## Your task:
Sort through the listing below and keep each line with the word "deserializing". Copy those.

· · · · · · ·

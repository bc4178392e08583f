use hashbrown::HashSet;

use serde::{Deserialize, Serialize};

use tracing::{info, warn};

use twinhub::serializer::PayloadSerializer;

use crate::client::RegistryClient;
use crate::device::{
    AuthenticationMechanism, DEVICES_ROUTE, Device, DeviceCapabilities, DeviceStatus,
};
use crate::error::{Error, ErrorKind, Result};
use crate::error_code::ErrorCode;
use crate::request::check_id;
use crate::transport::{HttpTransport, RestKind};

/// Maximum number of devices in a bulk request.
pub const MAX_BULK_DEVICES: usize = 100;

/// What a bulk request does with each entry.
#[derive(Debug, Clone, Copy, PartialEq, Eq, Serialize, Deserialize)]
#[serde(rename_all = "camelCase")]
pub enum ImportMode {
    /// Creates the device, failing if it exists.
    Create,
    /// Updates the device whatever its version.
    Update,
    /// Updates the device only if its entity tag matches.
    UpdateIfMatchETag,
    /// Deletes the device whatever its version.
    Delete,
    /// Deletes the device only if its entity tag matches.
    DeleteIfMatchETag,
}

impl ImportMode {
    const fn requires_etag(self) -> bool {
        matches!(self, Self::UpdateIfMatchETag | Self::DeleteIfMatchETag)
    }
}

/// An entry of a bulk request or of an import/export blob.
#[derive(Debug, Clone, PartialEq, Eq, Serialize, Deserialize)]
#[serde(rename_all = "camelCase")]
pub struct ExportImportDevice {
    /// Device identifier.
    pub id: String,
    /// Module identifier, for module entries.
    #[serde(default, skip_serializing_if = "Option::is_none")]
    pub module_id: Option<String>,
    /// Entity tag of the device.
    #[serde(default, rename = "eTag", skip_serializing_if = "Option::is_none")]
    pub etag: Option<String>,
    /// Import mode.
    pub import_mode: ImportMode,
    /// Device status.
    #[serde(default)]
    pub status: DeviceStatus,
    /// Reason of the status.
    #[serde(default, skip_serializing_if = "Option::is_none")]
    pub status_reason: Option<String>,
    /// Authentication mechanism.
    #[serde(default, skip_serializing_if = "Option::is_none")]
    pub authentication: Option<AuthenticationMechanism>,
    /// Capabilities.
    #[serde(default, skip_serializing_if = "Option::is_none")]
    pub capabilities: Option<DeviceCapabilities>,
    /// Device scope.
    #[serde(default, skip_serializing_if = "Option::is_none")]
    pub device_scope: Option<String>,
}

impl ExportImportDevice {
    /// Creates an [`ExportImportDevice`] from a [`Device`].
    #[must_use]
    pub fn new(device: &Device, import_mode: ImportMode) -> Self {
        Self {
            id: device.id.clone(),
            module_id: None,
            etag: device.etag.clone(),
            import_mode,
            status: device.status,
            status_reason: device.status_reason.clone(),
            authentication: device.authentication.clone(),
            capabilities: device.capabilities,
            device_scope: device.device_scope.clone(),
        }
    }

    // Validates a batch of devices locally and converts it into bulk entries.
    pub(crate) fn batch(devices: &[Device], import_mode: ImportMode) -> Result<Vec<Self>> {
        if devices.is_empty() || devices.len() > MAX_BULK_DEVICES {
            return Err(Error::new(
                ErrorKind::ArgumentInvalid,
                format!(
                    "A bulk request needs between 1 and {MAX_BULK_DEVICES} devices, found {}",
                    devices.len()
                ),
            ));
        }

        let mut ids = HashSet::with_capacity(devices.len());
        devices
            .iter()
            .map(|device| {
                check_id(&device.id, "device")?;
                if !ids.insert(device.id.as_str()) {
                    return Err(Error::new(
                        ErrorKind::ArgumentInvalid,
                        format!("Device `{}` appears more than once", device.id),
                    ));
                }
                if import_mode.requires_etag()
                    && device.etag.as_deref().is_none_or(|etag| etag.trim().is_empty())
                {
                    return Err(Error::new(
                        ErrorKind::ArgumentInvalid,
                        format!(
                            "Device `{}` has no ETag, set it or force the operation",
                            device.id
                        ),
                    ));
                }
                Ok(Self::new(device, import_mode))
            })
            .collect()
    }
}

/// An entry which failed in a bulk request.
#[derive(Debug, Clone, PartialEq, Eq, Serialize, Deserialize)]
#[serde(rename_all = "camelCase")]
pub struct DeviceRegistryOperationError {
    /// Device identifier.
    pub device_id: String,
    /// Module identifier, for module entries.
    #[serde(default, skip_serializing_if = "Option::is_none")]
    pub module_id: Option<String>,
    /// Service error code name.
    pub error_code: String,
    /// Error description.
    #[serde(default)]
    pub error_status: String,
}

impl DeviceRegistryOperationError {
    /// Returns the [`ErrorCode`] of the failure.
    #[must_use]
    pub fn code(&self) -> ErrorCode {
        ErrorCode::from_name(&self.error_code)
    }
}

/// An entry which succeeded with a warning in a bulk request.
#[derive(Debug, Clone, PartialEq, Eq, Serialize, Deserialize)]
#[serde(rename_all = "camelCase")]
pub struct DeviceRegistryOperationWarning {
    /// Device identifier.
    pub device_id: String,
    /// Warning code.
    pub warning_code: String,
    /// Warning description.
    #[serde(default)]
    pub warning_status: String,
}

/// The outcome of a bulk request.
#[derive(Debug, Clone, Default, PartialEq, Eq, Serialize, Deserialize)]
#[serde(rename_all = "camelCase")]
pub struct BulkRegistryOperationResult {
    /// Whether every entry succeeded.
    pub is_successful: bool,
    /// Failed entries.
    #[serde(default)]
    pub errors: Vec<DeviceRegistryOperationError>,
    /// Entries which succeeded with a warning.
    #[serde(default)]
    pub warnings: Vec<DeviceRegistryOperationWarning>,
}

impl<T, S> RegistryClient<T, S>
where
    T: HttpTransport,
    S: PayloadSerializer,
{
    pub(crate) async fn bulk_operation(
        &self,
        entries: &[ExportImportDevice],
    ) -> Result<BulkRegistryOperationResult> {
        let request = self.with_body(self.request(RestKind::Post, [DEVICES_ROUTE]), entries)?;
        let result: BulkRegistryOperationResult = self.execute_parse(request, 200).await?;

        if result.is_successful {
            info!("Bulk operation on {} devices succeeded", entries.len());
        } else {
            warn!(
                "Bulk operation on {} devices failed for {} of them",
                entries.len(),
                result.errors.len()
            );
        }

        Ok(result)
    }
}
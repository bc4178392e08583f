use alloc::format;
use alloc::string::String;

use serde::Serialize;
use serde::de::DeserializeOwned;

use serde_json::Value;

use crate::error::{Error, ErrorKind, Result};

/// Content type of every `JSON` payload.
pub const JSON_CONTENT_TYPE: &str = "application/json";

/// Default payload encoding.
pub const UTF8_ENCODING: &str = "utf-8";

/// A payload serializer.
///
/// Devices and the registry choose one serializer at construction time and
/// use it for every payload. Implementations must preserve round-trip
/// fidelity: deserializing a serialized value returns the same value.
pub trait PayloadSerializer: Send + Sync {
    /// Returns the content type of the produced payloads.
    fn content_type(&self) -> &'static str;

    /// Returns the content encoding of the produced payloads.
    fn content_encoding(&self) -> &'static str {
        UTF8_ENCODING
    }

    /// Serializes a value into a payload.
    ///
    /// # Errors
    ///
    /// The value cannot be represented by the serializer.
    fn serialize<T: Serialize + ?Sized>(&self, value: &T) -> Result<String>;

    /// Deserializes a payload into a value.
    ///
    /// # Errors
    ///
    /// The payload is malformed or does not match the shape of `T`.
    fn deserialize<T: DeserializeOwned>(&self, payload: &str) -> Result<T>;

    /// Converts a value into its wire-level [`Value`] representation.
    ///
    /// # Errors
    ///
    /// The value cannot be serialized.
    fn to_value<T: Serialize + ?Sized>(&self, value: &T) -> Result<Value> {
        self.deserialize(&self.serialize(value)?)
    }

    /// Converts a wire-level [`Value`] into a typed value.
    ///
    /// # Errors
    ///
    /// The value does not match the shape of `T`.
    fn from_value<T: DeserializeOwned>(&self, value: &Value) -> Result<T> {
        self.deserialize(&self.serialize(value)?)
    }
}

fn serialization_error(e: &serde_json::Error) -> Error {
    Error::new(
        ErrorKind::Serialization,
        format!("Unable to serialize value: {e}"),
    )
}

fn deserialization_error(e: &serde_json::Error) -> Error {
    Error::new(
        ErrorKind::Deserialization,
        format!("Unable to deserialize payload: {e}"),
    )
}

// Removes every `null` object field, at any depth.
//
// Array elements are kept as they are, otherwise positions would shift.
fn strip_nulls(value: &mut Value) {
    match value {
        Value::Object(map) => {
            map.retain(|_, field| !field.is_null());
            for field in map.values_mut() {
                strip_nulls(field);
            }
        }
        Value::Array(items) => {
            for item in items {
                strip_nulls(item);
            }
        }
        _ => {}
    }
}

/// A `JSON` serializer omitting `null` object fields.
///
/// Optional fields which are not set disappear from the payload and are
/// restored as [`None`] when deserializing.
#[derive(Debug, Default, Clone, Copy, PartialEq, Eq)]
pub struct CompactJson;

impl PayloadSerializer for CompactJson {
    fn content_type(&self) -> &'static str {
        JSON_CONTENT_TYPE
    }

    fn serialize<T: Serialize + ?Sized>(&self, value: &T) -> Result<String> {
        let mut value = serde_json::to_value(value).map_err(|e| serialization_error(&e))?;
        strip_nulls(&mut value);
        serde_json::to_string(&value).map_err(|e| serialization_error(&e))
    }

    fn deserialize<T: DeserializeOwned>(&self, payload: &str) -> Result<T> {
        serde_json::from_str(payload).map_err(|e| deserialization_error(&e))
    }
}

/// A `JSON` serializer which always emits `null` fields.
#[derive(Debug, Default, Clone, Copy, PartialEq, Eq)]
pub struct VerboseJson;

impl PayloadSerializer for VerboseJson {
    fn content_type(&self) -> &'static str {
        JSON_CONTENT_TYPE
    }

    fn serialize<T: Serialize + ?Sized>(&self, value: &T) -> Result<String> {
        serde_json::to_string(value).map_err(|e| serialization_error(&e))
    }

    fn deserialize<T: DeserializeOwned>(&self, payload: &str) -> Result<T> {
        serde_json::from_str(payload).map_err(|e| deserialization_error(&e))
    }
}

#[cfg(test)]
mod tests {
    use alloc::string::String;
    use alloc::vec;
    use alloc::vec::Vec;

    use serde::{Deserialize, Serialize};
    use serde_json::{Value, json};

    use crate::error::ErrorKind;

    use super::{CompactJson, PayloadSerializer, VerboseJson};

    #[derive(Debug, PartialEq, Serialize, Deserialize)]
    struct Range {
        min: f64,
        max: f64,
    }

    #[derive(Debug, PartialEq, Serialize, Deserialize)]
    struct Thermostat {
        name: String,
        target: Option<f64>,
        range: Range,
        history: Vec<Option<i32>>,
        #[serde(default)]
        enabled: bool,
    }

    fn thermostats() -> [Thermostat; 2] {
        [
            Thermostat {
                name: "thermostat1".into(),
                target: Some(21.5),
                range: Range { min: 10., max: 30. },
                history: vec![Some(1), None, Some(3)],
                enabled: true,
            },
            Thermostat {
                name: "thermostat2".into(),
                target: None,
                range: Range { min: -5., max: 5. },
                history: Vec::new(),
                enabled: false,
            },
        ]
    }

    fn round_trip<S: PayloadSerializer>(serializer: &S) {
        for thermostat in thermostats() {
            let payload = serializer.serialize(&thermostat).unwrap();
            assert_eq!(
                serializer.deserialize::<Thermostat>(&payload).unwrap(),
                thermostat
            );
        }

        let payload = serializer.serialize(&42_u32).unwrap();
        assert_eq!(serializer.deserialize::<u32>(&payload).unwrap(), 42);

        let payload = serializer.serialize("a string").unwrap();
        assert_eq!(
            serializer.deserialize::<String>(&payload).unwrap(),
            "a string"
        );

        let payload = serializer.serialize(&Option::<u8>::None).unwrap();
        assert_eq!(serializer.deserialize::<Option<u8>>(&payload).unwrap(), None);

        let nested = json!({"a": {"b": [1, {"c": true}]}});
        let payload = serializer.serialize(&nested).unwrap();
        assert_eq!(serializer.deserialize::<Value>(&payload).unwrap(), nested);
    }

    #[test]
    fn compact_round_trip() {
        round_trip(&CompactJson);
    }

    #[test]
    fn verbose_round_trip() {
        round_trip(&VerboseJson);
    }

    #[test]
    fn compact_omits_nulls() {
        let [_, thermostat] = thermostats();

        let compact: Value = serde_json::from_str(&CompactJson.serialize(&thermostat).unwrap())
            .unwrap();
        assert!(compact.get("target").is_none());

        let verbose: Value = serde_json::from_str(&VerboseJson.serialize(&thermostat).unwrap())
            .unwrap();
        assert_eq!(verbose.get("target"), Some(&Value::Null));

        // Nulls inside arrays keep their position.
        let history = json!({"history": [1, null, 3]});
        assert_eq!(CompactJson.to_value(&history).unwrap(), history);
    }

    #[test]
    fn malformed_payload() {
        let error = CompactJson.deserialize::<Range>("{\"min\": 1").unwrap_err();
        assert_eq!(error.kind(), ErrorKind::Deserialization);

        let error = VerboseJson
            .from_value::<Range>(&json!({"min": "low", "max": 1}))
            .unwrap_err();
        assert_eq!(error.kind(), ErrorKind::Deserialization);
    }
}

· · · · · · ·

## Task response:
/// fidelity: deserializing a serialized value returns the same value.
/// restored as [`None`] when deserializing.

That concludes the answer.